Winter break. You’ve been dying to get here for weeks (if not months), and have focused your whole energy on just getting over the finals finish line and getting back home where you can sleep all morning (into the afternoon?) and not read a single bit of assigned text for days and days on end. You have arrived: break is here and it is good.

Freshman year holiday break: first snow of the year, and I cut off a foot of my hair. Make the most of the break!
 

At least, mostly good.

A month back home can be just as stifling and isolating as it can be restful and rejuvenating. There are all the stereotypical problems of re-assimilating into parents’ rules and the new role you occupy as a grown-up child. There is also the range of emotion associated with being back in town with your high school friends and negotiating your relationships after time and distance have changed you. If you live in the dorms at school, you are probably dying for a private bathroom and the chance to make a mess in your own bedroom. And there is the stereotypical and understandable promise of the kitchen. Home cooking, after months of cafeteria food of (perhaps worse) your own attempts at feeding yourself between classes and activities.

It’s good to be home. But it’s also strange. You can’t go back to a place and have your relationship with it be unchanged.

FAMILY

Allot a specific and generous amount of time for your family. Make plans with specific activities and on a committed timeframe.
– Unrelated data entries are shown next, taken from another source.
use std::fmt;

use serde_json::{Map, Value};

/// Phase suffix of an event kind (`on_<component>_<phase>`).
#[derive(Clone, Copy, Debug, Eq, PartialEq, Hash)]
pub enum EventPhase {
    Start,
    Stream,
    End,
}

/// Kind tag of a stream event, e.g. `on_chain_end` or `on_chat_model_stream`.
///
/// Unknown kinds are kept verbatim in [`EventKind::Other`] so new remote event
/// types never fail deserialization.
#[derive(Clone, Debug, Eq, PartialEq, Hash, serde::Serialize, serde::Deserialize)]
#[serde(from = "String", into = "String")]
pub enum EventKind {
    ChainStart,
    ChainStream,
    ChainEnd,
    ChatModelStart,
    ChatModelStream,
    ChatModelEnd,
    LlmStart,
    LlmStream,
    LlmEnd,
    ToolStart,
    ToolEnd,
    RetrieverStart,
    RetrieverEnd,
    PromptStart,
    PromptEnd,
    ParserStart,
    ParserStream,
    ParserEnd,
    Other(String),
}

impl EventKind {
    /// Returns the wire tag for this kind.
    pub fn as_str(&self) -> &str {
        match self {
            Self::ChainStart => "on_chain_start",
            Self::ChainStream => "on_chain_stream",
            Self::ChainEnd => "on_chain_end",
            Self::ChatModelStart => "on_chat_model_start",
            Self::ChatModelStream => "on_chat_model_stream",
            Self::ChatModelEnd => "on_chat_model_end",
            Self::LlmStart => "on_llm_start",
            Self::LlmStream => "on_llm_stream",
            Self::LlmEnd => "on_llm_end",
            Self::ToolStart => "on_tool_start",
            Self::ToolEnd => "on_tool_end",
            Self::RetrieverStart => "on_retriever_start",
            Self::RetrieverEnd => "on_retriever_end",
            Self::PromptStart => "on_prompt_start",
            Self::PromptEnd => "on_prompt_end",
            Self::ParserStart => "on_parser_start",
            Self::ParserStream => "on_parser_stream",
            Self::ParserEnd => "on_parser_end",
            Self::Other(tag) => tag,
        }
    }

    /// Returns the phase encoded in the tag suffix, if any.
    pub fn phase(&self) -> Option<EventPhase> {
        let tag = self.as_str();
        if tag.ends_with("_start") {
            Some(EventPhase::Start)
        } else if tag.ends_with("_stream") {
            Some(EventPhase::Stream)
        } else if tag.ends_with("_end") {
            Some(EventPhase::End)
        } else {
            None
        }
    }
}

impl From<String> for EventKind {
    fn from(value: String) -> Self {
        match value.as_str() {
            "on_chain_start" => Self::ChainStart,
            "on_chain_stream" => Self::ChainStream,
            "on_chain_end" => Self::ChainEnd,
            "on_chat_model_start" => Self::ChatModelStart,
            "on_chat_model_stream" => Self::ChatModelStream,
            "on_chat_model_end" => Self::ChatModelEnd,
            "on_llm_start" => Self::LlmStart,
            "on_llm_stream" => Self::LlmStream,
            "on_llm_end" => Self::LlmEnd,
            "on_tool_start" => Self::ToolStart,
            "on_tool_end" => Self::ToolEnd,
            "on_retriever_start" => Self::RetrieverStart,
            "on_retriever_end" => Self::RetrieverEnd,
            "on_prompt_start" => Self::PromptStart,
            "on_prompt_end" => Self::PromptEnd,
            "on_parser_start" => Self::ParserStart,
            "on_parser_stream" => Self::ParserStream,
            "on_parser_end" => Self::ParserEnd,
            _ => Self::Other(value),
        }
    }
}

impl From<&str> for EventKind {
    fn from(value: &str) -> Self {
        Self::from(value.to_string())
    }
}

impl From<EventKind> for String {
    fn from(value: EventKind) -> Self {
        match value {
            EventKind::Other(tag) => tag,
            known => known.as_str().to_string(),
        }
    }
}

impl Default for EventKind {
    fn default() -> Self {
        Self::Other(String::new())
    }
}

impl fmt::Display for EventKind {
    fn fmt(&self, f: &mut fmt::Formatter<'_>) -> fmt::Result {
        f.write_str(self.as_str())
    }
}

/// Payload of a stream event. Any field may be absent; `null` is read as absent.
#[derive(Clone, Debug, Default, PartialEq, serde::Serialize, serde::Deserialize)]
pub struct EventData {
    #[serde(default, skip_serializing_if = "Option::is_none")]
    pub input: Option<Value>,
    #[serde(default, skip_serializing_if = "Option::is_none")]
    pub output: Option<Value>,
    #[serde(default, skip_serializing_if = "Option::is_none")]
    pub chunk: Option<Value>,
}

/// One tagged event emitted by the remote agent while it runs a turn.
#[derive(Clone, Debug, Default, PartialEq, serde::Serialize, serde::Deserialize)]
pub struct StreamEvent {
    #[serde(default)]
    pub event: EventKind,
    #[serde(default)]
    pub name: String,
    #[serde(default)]
    pub run_id: String,
    #[serde(default, skip_serializing_if = "Vec::is_empty")]
    pub tags: Vec<String>,
    #[serde(default, skip_serializing_if = "Map::is_empty")]
    pub metadata: Map<String, Value>,
    #[serde(default)]
    pub data: EventData,
}

impl StreamEvent {
    pub fn new(event: impl Into<EventKind>, name: impl Into<String>, run_id: impl Into<String>) -> Self {
        Self {
            event: event.into(),
            name: name.into(),
            run_id: run_id.into(),
            ..Self::default()
        }
    }

    pub fn with_output(mut self, output: Value) -> Self {
        self.data.output = Some(output);
        self
    }

    pub fn with_chunk(mut self, chunk: Value) -> Self {
        self.data.chunk = Some(chunk);
        self
    }

    /// Returns true when this is an end-phase event emitted by `name`.
    ///
    /// Any `_end` kind counts (`on_chain_end`, `on_chat_model_end`, ...), not
    /// only three-part kinds.
    pub fn is_end_of(&self, name: &str) -> bool {
        self.event.phase() == Some(EventPhase::End) && self.name == name
    }

    /// Output payload when it is a JSON object.
    pub fn output_object(&self) -> Option<&Map<String, Value>> {
        self.data.output.as_ref().and_then(Value::as_object)
    }

    /// Chunk payload when it is a JSON object.
    pub fn chunk_object(&self) -> Option<&Map<String, Value>> {
        self.data.chunk.as_ref().and_then(Value::as_object)
    }

    /// Value a turn resolves to when this event is its final event: the
    /// structured output if present, else the chunk's nested `data.output`.
    pub fn final_value(&self) -> Option<Value> {
        if let Some(output) = self.data.output.as_ref().filter(|v| is_truthy(v)) {
            return Some(output.clone());
        }
        self.data
            .chunk
            .as_ref()
            .and_then(|chunk| chunk.get("data"))
            .and_then(|data| data.get("output"))
            .filter(|v| is_truthy(v))
            .cloned()
    }
}

/// Loose presence test shared by result extraction and history folding:
/// `null`, `false`, `0` and `""` count as missing.
pub(crate) fn is_truthy(value: &Value) -> bool {
    match value {
        Value::Null | Value::Bool(false) => false,
        Value::String(s) => !s.is_empty(),
        Value::Number(n) => n.as_f64() != Some(0.0),
        _ => true,
    }
}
Being back in town can be complicated, but especially if you’re not back often this is a chance you should jump on to be with your folks. I find it’s generally easier to schedule early and be specific, not just “let’s hang out tomorrow afternoon when I’m done sleeping off my semester.” A plan makes people feel like they’re a priority, and means you can plan other things around those plans. Here are some specific thoughts:

  • Go for snacks/coffee/whatever outside of the house
  • Go hiking/swimming/skiing/whatever
  • Go to the gym together
  • Set aside time to watch a movie and talk about it
  • Ask for cooking lessons
  • Play some of those old goofy card games
  • Give or receive computer help (I was usually asking, but have recently become something of a tech guru in my own right)
  • Go away somewhere out of town overnight or even just for an afternoon.

If possible, make new memories in your hometown and with your family. Celebrate the things you love and miss about your home, but add some new associations with home. Spend time in an active way—it’s easy to have different interpretations of time at home. Maybe to you it feels like the half an hour you hung out while waiting for a friend was quality time, but to the other person that felt like you dying to leave. Make time, and make new memories.
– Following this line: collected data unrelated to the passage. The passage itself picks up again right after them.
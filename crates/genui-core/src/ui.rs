//! Live UI stream shared between the adapter task (writer) and the
//! presentation layer (reader).
//!
//! The writer appends fragments and mutates them in place; every change is
//! delivered to the reader as a [`UiUpdate`] in the order it happened. The
//! reader folds updates into a [`UiView`] so it always holds the current
//! rendering.
use std::collections::HashMap;
use std::collections::hash_map::Entry;
use std::fmt;

use tokio::sync::mpsc::error::TrySendError;
use tokio::sync::{mpsc, watch};
use tracing::{debug, warn};

use crate::adapter::cancelled;
use crate::tools::ToolComponent;

/// Position of a fragment in the UI stream.
#[derive(Clone, Copy, Debug, Eq, PartialEq, Hash, Ord, PartialOrd, serde::Serialize, serde::Deserialize)]
pub struct FragmentId(pub usize);

impl fmt::Display for FragmentId {
    fn fmt(&self, f: &mut fmt::Formatter<'_>) -> fmt::Result {
        write!(f, "#{}", self.0)
    }
}

/// A renderable piece of the turn's response.
#[derive(Clone, Debug, PartialEq, serde::Serialize, serde::Deserialize)]
pub enum Fragment {
    /// A tool's presentation component.
    Tool(ToolComponent),
    /// Model text that grows while chunks arrive.
    StreamingText(String),
}

/// One change to the UI stream.
#[derive(Clone, Debug, PartialEq, serde::Serialize, serde::Deserialize)]
pub enum UiUpdate {
    /// A new fragment was appended.
    Appended { id: FragmentId, fragment: Fragment },
    /// A fragment was replaced by a new rendering.
    Replaced { id: FragmentId, fragment: Fragment },
    /// Text was appended to a streaming-text fragment.
    TextDelta { id: FragmentId, text: String },
    /// A fragment will receive no further updates.
    Closed { id: FragmentId },
}

/// Writer side of the UI stream. Owned by the adapter task.
///
/// Once the turn is aborted, updates that do not fit in the buffer are
/// dropped instead of waiting for the reader.
pub struct UiStream {
    tx: mpsc::Sender<UiUpdate>,
    abort: Option<watch::Receiver<bool>>,
    next_id: usize,
    reader_gone: bool,
}

impl UiStream {
    /// Creates a UI stream with a bounded update buffer.
    ///
    /// `capacity` must be greater than zero.
    pub fn channel(capacity: usize) -> (UiStream, UiStreamReader) {
        let (tx, rx) = mpsc::channel(capacity);
        (
            UiStream {
                tx,
                abort: None,
                next_id: 0,
                reader_gone: false,
            },
            UiStreamReader {
                rx,
                view: UiView::default(),
            },
        )
    }

    /// Stops waiting on a full buffer once `abort` flips to true.
    pub(crate) fn abort_on(mut self, abort: watch::Receiver<bool>) -> Self {
        self.abort = Some(abort);
        self
    }

    /// Appends a fragment and returns its id.
    pub async fn append(&mut self, fragment: Fragment) -> FragmentId {
        let id = FragmentId(self.next_id);
        self.next_id += 1;
        self.send(UiUpdate::Appended { id, fragment }).await;
        id
    }

    /// Replaces the rendering of an existing fragment.
    pub async fn replace(&mut self, id: FragmentId, fragment: Fragment) {
        self.send(UiUpdate::Replaced { id, fragment }).await;
    }

    /// Appends text to a streaming-text fragment.
    pub async fn append_text(&mut self, id: FragmentId, text: impl Into<String>) {
        self.send(UiUpdate::TextDelta {
            id,
            text: text.into(),
        })
        .await;
    }

    /// Marks a fragment as final.
    pub async fn close_fragment(&mut self, id: FragmentId) {
        self.send(UiUpdate::Closed { id }).await;
    }

    /// Number of fragments appended so far.
    pub fn len(&self) -> usize {
        self.next_id
    }

    pub fn is_empty(&self) -> bool {
        self.next_id == 0
    }

    /// Closes the stream. The reader sees the end after draining pending updates.
    pub fn close(self) {
        debug!(fragments = self.next_id, "ui stream closed");
    }

    async fn send(&mut self, update: UiUpdate) {
        let Self {
            tx,
            abort,
            reader_gone,
            ..
        } = self;
        if *reader_gone {
            return;
        }
        let reserved = match abort {
            Some(abort) if *abort.borrow() => None,
            Some(abort) => tokio::select! {
                biased;
                _ = cancelled(abort) => None,
                permit = tx.reserve() => Some(permit),
            },
            None => Some(tx.reserve().await),
        };
        let closed = match reserved {
            Some(Ok(permit)) => {
                permit.send(update);
                false
            }
            Some(Err(_)) => true,
            None => match tx.try_send(update) {
                Ok(()) => false,
                Err(TrySendError::Full(_)) => {
                    debug!("ui buffer full after abort; update dropped");
                    false
                }
                Err(TrySendError::Closed(_)) => true,
            },
        };
        if closed {
            warn!("ui stream reader dropped; further updates are discarded");
            *reader_gone = true;
        }
    }
}

/// Streaming text bound to one fragment of the UI stream.
#[derive(Debug)]
pub struct TextStream {
    id: FragmentId,
    text: String,
}

impl TextStream {
    /// Appends a new streaming-text fragment to `ui` and returns its handle.
    pub async fn open(ui: &mut UiStream) -> Self {
        let id = ui.append(Fragment::StreamingText(String::new())).await;
        Self {
            id,
            text: String::new(),
        }
    }

    pub fn id(&self) -> FragmentId {
        self.id
    }

    /// Text accumulated so far.
    pub fn text(&self) -> &str {
        &self.text
    }

    pub async fn append(&mut self, ui: &mut UiStream, text: &str) {
        self.text.push_str(text);
        ui.append_text(self.id, text).await;
    }

    /// Closes the fragment. Consumes the handle so it cannot be closed twice.
    pub async fn close(self, ui: &mut UiStream) -> String {
        ui.close_fragment(self.id).await;
        self.text
    }
}

/// Registry of open text streams keyed by the run id that produced them.
#[derive(Debug, Default)]
pub struct OutputStreams {
    streams: HashMap<String, TextStream>,
}

impl OutputStreams {
    pub fn get_mut(&mut self, run_id: &str) -> Option<&mut TextStream> {
        self.streams.get_mut(run_id)
    }

    /// Returns the stream for `run_id`, opening one on `ui` if needed.
    pub async fn get_or_open(&mut self, run_id: &str, ui: &mut UiStream) -> &mut TextStream {
        match self.streams.entry(run_id.to_string()) {
            Entry::Occupied(slot) => slot.into_mut(),
            Entry::Vacant(slot) => {
                let stream = TextStream::open(ui).await;
                debug!(run_id, fragment = %stream.id(), "opened text stream");
                slot.insert(stream)
            }
        }
    }

    pub fn len(&self) -> usize {
        self.streams.len()
    }

    pub fn is_empty(&self) -> bool {
        self.streams.is_empty()
    }

    /// Closes every open stream in the order they were opened and empties
    /// the registry.
    pub async fn close_all(&mut self, ui: &mut UiStream) -> usize {
        let mut streams: Vec<TextStream> = self.streams.drain().map(|(_, s)| s).collect();
        streams.sort_by_key(TextStream::id);
        let closed = streams.len();
        for stream in streams {
            stream.close(ui).await;
        }
        closed
    }
}

/// A fragment as currently rendered by the reader.
#[derive(Clone, Debug, PartialEq)]
pub struct RenderedFragment {
    pub id: FragmentId,
    pub fragment: Fragment,
    pub closed: bool,
}

/// Current rendering of a UI stream.
#[derive(Clone, Debug, Default, PartialEq)]
pub struct UiView {
    fragments: Vec<RenderedFragment>,
}

impl UiView {
    pub fn fragments(&self) -> &[RenderedFragment] {
        &self.fragments
    }

    pub fn len(&self) -> usize {
        self.fragments.len()
    }

    pub fn is_empty(&self) -> bool {
        self.fragments.is_empty()
    }

    pub fn get(&self, id: FragmentId) -> Option<&RenderedFragment> {
        self.fragments.iter().find(|f| f.id == id)
    }

    /// Applies one update. Updates for unknown fragments are ignored.
    pub fn apply(&mut self, update: &UiUpdate) {
        match update {
            UiUpdate::Appended { id, fragment } => self.fragments.push(RenderedFragment {
                id: *id,
                fragment: fragment.clone(),
                closed: false,
            }),
            UiUpdate::Replaced { id, fragment } => {
                if let Some(slot) = self.slot_mut(*id) {
                    slot.fragment = fragment.clone();
                }
            }
            UiUpdate::TextDelta { id, text } => {
                if let Some(RenderedFragment {
                    fragment: Fragment::StreamingText(buf),
                    ..
                }) = self.slot_mut(*id)
                {
                    buf.push_str(text);
                }
            }
            UiUpdate::Closed { id } => {
                if let Some(slot) = self.slot_mut(*id) {
                    slot.closed = true;
                }
            }
        }
    }

    fn slot_mut(&mut self, id: FragmentId) -> Option<&mut RenderedFragment> {
        self.fragments.iter_mut().find(|f| f.id == id)
    }
}

/// Reader side of the UI stream, handed to the presentation layer.
pub struct UiStreamReader {
    rx: mpsc::Receiver<UiUpdate>,
    view: UiView,
}

impl UiStreamReader {
    /// Waits for the next update and applies it to the view.
    ///
    /// Returns `None` once the writer closed the stream and every update has
    /// been delivered.
    pub async fn next_update(&mut self) -> Option<UiUpdate> {
        let update = self.rx.recv().await?;
        self.view.apply(&update);
        Some(update)
    }

    /// Rendering after the updates received so far.
    pub fn view(&self) -> &UiView {
        &self.view
    }

    /// Drains the stream and returns the final rendering.
    pub async fn collect(mut self) -> UiView {
        while self.next_update().await.is_some() {}
        self.view
    }

    /// Drains the stream and returns every update in order.
    pub async fn collect_updates(mut self) -> Vec<UiUpdate> {
        let mut updates = Vec::new();
        while let Some(update) = self.next_update().await {
            updates.push(update);
        }
        updates
    }
}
Cards at the end of a dramatic hand of gin. This particular game was played with college friends, but the resulting card skills were used to great effect with family.
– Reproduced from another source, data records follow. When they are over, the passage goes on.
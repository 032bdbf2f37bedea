use std::path::{Path, PathBuf};

use once_cell::sync::OnceCell;
use tracing_subscriber::layer::SubscriberExt as _;
use tracing_subscriber::util::SubscriberInitExt as _;

static INIT: OnceCell<()> = OnceCell::new();

const DEFAULT_LOG_FILE: &str = "genui.logs.jsonl";

fn parse_bool_env(value: &str) -> Option<bool> {
    match value.trim().to_ascii_lowercase().as_str() {
        "1" | "true" | "yes" | "on" | "enabled" => Some(true),
        "0" | "false" | "no" | "off" | "disabled" => Some(false),
        _ => None,
    }
}

fn observability_enabled() -> bool {
    std::env::var("GENUI_OBSERVABILITY_ENABLED")
        .map(|value| parse_bool_env(&value).unwrap_or(true))
        .unwrap_or(true)
}

fn resolve_env_filter(default_level: &str) -> tracing_subscriber::EnvFilter {
    if let Ok(level) = std::env::var("GENUI_LOG_LEVEL")
        && let Ok(filter) = tracing_subscriber::EnvFilter::try_new(level)
    {
        return filter;
    }
    tracing_subscriber::EnvFilter::try_from_default_env()
        .unwrap_or_else(|_| tracing_subscriber::EnvFilter::new(default_level))
}

fn split_log_path(path: &Path) -> (PathBuf, String) {
    let dir = path
        .parent()
        .filter(|p| !p.as_os_str().is_empty())
        .map(Path::to_path_buf)
        .unwrap_or_else(|| PathBuf::from("."));
    let file_name = path
        .file_name()
        .and_then(|n| n.to_str())
        .unwrap_or(DEFAULT_LOG_FILE)
        .to_string();
    (dir, file_name)
}

/// Initialize logging once per process.
///
/// Environment variables:
/// - `GENUI_OBSERVABILITY_ENABLED`: optional enable/disable flag (default enabled).
/// - `GENUI_LOG_LEVEL`: optional level/filter override (`info`, `debug`, etc.).
/// - `GENUI_JSON_LOG_PATH`: optional log file path. If set, logs are JSONL in that file.
///   If unset, logs go to stderr in a compact console format so they do not
///   interleave with rendered turns on stdout.
/// - `RUST_LOG`: optional filter override.
///
/// `default_level` applies when neither filter variable is set.
pub fn init_observability(default_level: &str) {
    INIT.get_or_init(|| {
        if !observability_enabled() {
            return;
        }

        let env_filter = resolve_env_filter(default_level);
        if let Ok(path_raw) = std::env::var("GENUI_JSON_LOG_PATH") {
            let (dir, file_name) = split_log_path(Path::new(&path_raw));
            let _ = std::fs::create_dir_all(&dir);
            let writer = tracing_appender::rolling::never(dir, file_name);
            let json_layer = tracing_subscriber::fmt::layer()
                .json()
                .with_current_span(true)
                .with_span_list(true)
                .with_target(false)
                .with_writer(writer);
            let _ = tracing_subscriber::registry()
                .with(env_filter)
                .with(json_layer)
                .try_init();
        } else {
            let console_layer = tracing_subscriber::fmt::layer()
                .compact()
                .with_target(false)
                .with_writer(std::io::stderr);
            let _ = tracing_subscriber::registry()
                .with(env_filter)
                .with(console_layer)
                .try_init();
        }
    });
}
Cards at the end of a dramatic hand of gin. This particular game was played with college friends, but the resulting card skills were used to great effect with family.

And please, for the sanity and peace of everyone involved, try to put your phone down now and again. Nothing feels less like “quality time” to most parents than watching their kid interact with a cell phone.

Honestly my favorite part of several holidays home was the chance to play hours-long games of Hearts. My sister and I often had fits of the giggles and the competitive edge has only grown over the years.

FRIENDS

I have some good friends from my hometown and my high school years. A couple of my very best friends, in fact, are the ones who have hung on through all our travels and changes over the years. But, like many others, I have also seen friendships fade over the years. Some “faded” rather quickly—it is sometimes the case that leaving for college means radical changes in who you want to hang out with. So even with those couple of good friends from back in the day, I am often lonely when I go back to Colorado.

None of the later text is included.